First Satellites To Be Launched By Space Tech Startup True Anomaly
The space startup True Anomaly is getting ready to launch its first two satellites, which are intended to navigate, examine, and take images of other objects up close.
Having recently completed a $100 million funding round, True Anomaly, a 2022 startup, aims to showcase the Jackal spacecraft’s capacity to carry out in-orbit operations, also referred to as rendezvous and proximity operations.
“The Jackals will capture high-resolution images and full-motion video of one another while maneuvering in close proximity,” True Anomaly’s founder and chief executive Even Rogers said in a recent interview.
In the forthcoming Transporter-10 rideshare, two 300 kg spacecraft called Jackals are slated to launch on a SpaceX Falcon 9 rocket.
The Centennial, Colorado-based business specializes on the military industry and plans to launch Jackal satellites to assist the U.S. Space Force in its operations. The satellites could be used, for instance, by military organizations to rehearse proximity operations, train operators in maneuver tactics, or test payloads in orbit.
“Designed With National Security Missions In Mind”
“A new class of space vehicle, purpose-built for national security space missions,” according to Rogers, was what the Jackal was called. Through Jackal, the business hopes to compete in the emerging field of non-Earth images, or the imaging of objects in space.
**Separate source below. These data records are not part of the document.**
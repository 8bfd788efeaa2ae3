//! Build the query parameters shared by the fetch path and the export
//! URL, and encode them into URL query strings.

use crate::context::{Context, TargetModel};
use crate::models::ExportFormat;
use crate::selection::Selection;
use percent_encoding::{AsciiSet, NON_ALPHANUMERIC};

/// Ordered query parameters for the history endpoint.
pub type QueryParams = Vec<(&'static str, String)>;

// Allow -, _, . unescaped in values (dates and numeric ids stay readable)
const SAFE: &AsciiSet = &NON_ALPHANUMERIC.remove(b'-').remove(b'_').remove(b'.');

/// Derive the request parameters from the current selection and context.
///
/// Always contains `start_date`, `end_date` (as `YYYY-MM-DD`) and
/// `period` (`M`/`Q`/`Y`). `order_type` is present only when an order
/// type is selected. Exactly one of `part`, `company` or `supplier_part`
/// carries the instance id, chosen by the context model; for other
/// models (or without an instance id) no scoping key is emitted at all.
pub fn build(selection: &Selection, context: &Context) -> QueryParams {
    let mut params: QueryParams = vec![
        ("start_date", selection.start_date_param()),
        ("end_date", selection.end_date_param()),
        ("period", selection.period().code().to_string()),
    ];

    if let Some(order_type) = selection.order_type() {
        params.push(("order_type", order_type.as_str().to_string()));
    }

    if let Some(id) = context.instance_id {
        let scope_key = match context.model {
            TargetModel::Part => Some("part"),
            TargetModel::Company => Some("company"),
            TargetModel::SupplierPart => Some("supplier_part"),
            _ => None,
        };
        if let Some(key) = scope_key {
            params.push((key, id.to_string()));
        }
    }

    params
}

/// Encode parameters as a `key=value&key=value` query string, with
/// values percent-encoded.
pub fn encode(params: &QueryParams) -> String {
    params
        .iter()
        .map(|(key, value)| {
            format!(
                "{}={}",
                key,
                percent_encoding::utf8_percent_encode(value, SAFE)
            )
        })
        .collect::<Vec<_>>()
        .join("&")
}

/// Build the export download URL for the given endpoint: the `export`
/// format selector first, then the same parameters used for fetching.
/// Opening the URL is the host's concern.
pub fn export_url(endpoint: &str, format: ExportFormat, params: &QueryParams) -> String {
    let mut url = format!("{}?export={}", endpoint, format.as_str());
    let query = encode(params);
    if !query.is_empty() {
        url.push('&');
        url.push_str(&query);
    }
    url
}

#[cfg(test)]
mod tests {
    use super::*;

    #[test]
    fn encodes_reserved_characters() {
        let params: QueryParams = vec![("order_type", "a b&c".to_string())];
        assert_eq!(encode(&params), "order_type=a%20b%26c");
    }

    #[test]
    fn export_url_places_format_first() {
        let params: QueryParams = vec![
            ("start_date", "2024-01-01".to_string()),
            ("part", "7".to_string()),
        ];
        assert_eq!(
            export_url("https://host/plugin/order_history/history/", ExportFormat::Xlsx, &params),
            "https://host/plugin/order_history/history/?export=xlsx&start_date=2024-01-01&part=7"
        );
        assert_eq!(
            export_url("history/", ExportFormat::Csv, &Vec::new()),
            "history/?export=csv"
        );
    }
}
The National Oceanic and Atmospheric Administration last year revealed modifications to the licensing process that have allowed these capabilities to be made commercially available.
August saw True Anomaly obtain a NOAA license for the first low-Earth orbit Jackal mission.
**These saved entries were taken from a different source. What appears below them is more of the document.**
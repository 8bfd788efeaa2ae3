//! Determine which order types are valid for a given embedding context.
//!
//! An order type is offered when three independent conditions all hold:
//! the user may view that order category, the plugin setting for its
//! history is enabled, and the current model/record supports it. Absent
//! or unknown inputs evaluate to false; resolution never fails.

use crate::context::{Context, PluginSettings, TargetModel};
use crate::models::{OrderType, OrderTypeOption};

/// Resolve the ordered list of valid order types for the given context.
///
/// The output order is a fixed presentation convention: build, purchase,
/// sales, return (restricted to the supported subset).
pub fn resolve(context: &Context, settings: &PluginSettings) -> Vec<OrderTypeOption> {
    OrderType::ALL
        .into_iter()
        .filter(|order_type| supports(context, settings, *order_type))
        .map(OrderTypeOption::from)
        .collect()
}

/// Whether a single order type is valid for the given context.
pub fn supports(context: &Context, settings: &PluginSettings, order_type: OrderType) -> bool {
    context.capabilities.can_view(order_type)
        && settings.enabled(order_type)
        && model_supports(context, order_type)
}

fn model_supports(context: &Context, order_type: OrderType) -> bool {
    let flags = &context.instance;
    match order_type {
        OrderType::Purchase => match context.model {
            TargetModel::Part => flags.purchaseable,
            TargetModel::Company => flags.is_supplier,
            TargetModel::Purchasing | TargetModel::SupplierPart => true,
            _ => false,
        },
        // Return orders piggyback on sales applicability.
        OrderType::Sales | OrderType::Return => match context.model {
            TargetModel::Part => flags.salable,
            TargetModel::Company => flags.is_customer,
            TargetModel::Sales => true,
            _ => false,
        },
        OrderType::Build => match context.model {
            TargetModel::Part => flags.assembly,
            TargetModel::Manufacturing => true,
            _ => false,
        },
    }
}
The corporation intends to pursue license amendments in order to deploy more satellites with comparable capabilities. A True Anomaly representative told SpaceNews, “We will file new license applications, as necessary, to cover larger constellations, different missions or orbits such as GEO, and new design variants.”
According to Rogers, one reason True Anomaly has drawn investors is because of the hope that it may be able to meet the increasing need for timely, high-quality data on the space environment.
He stated that the capacity to gather high-resolution multi-phenomenology data on resident space objects is “one of the most important gaps in space domain awareness.” The sensors that are currently in use on Earth to monitor space do not offer “a lot of intelligence-quality information.”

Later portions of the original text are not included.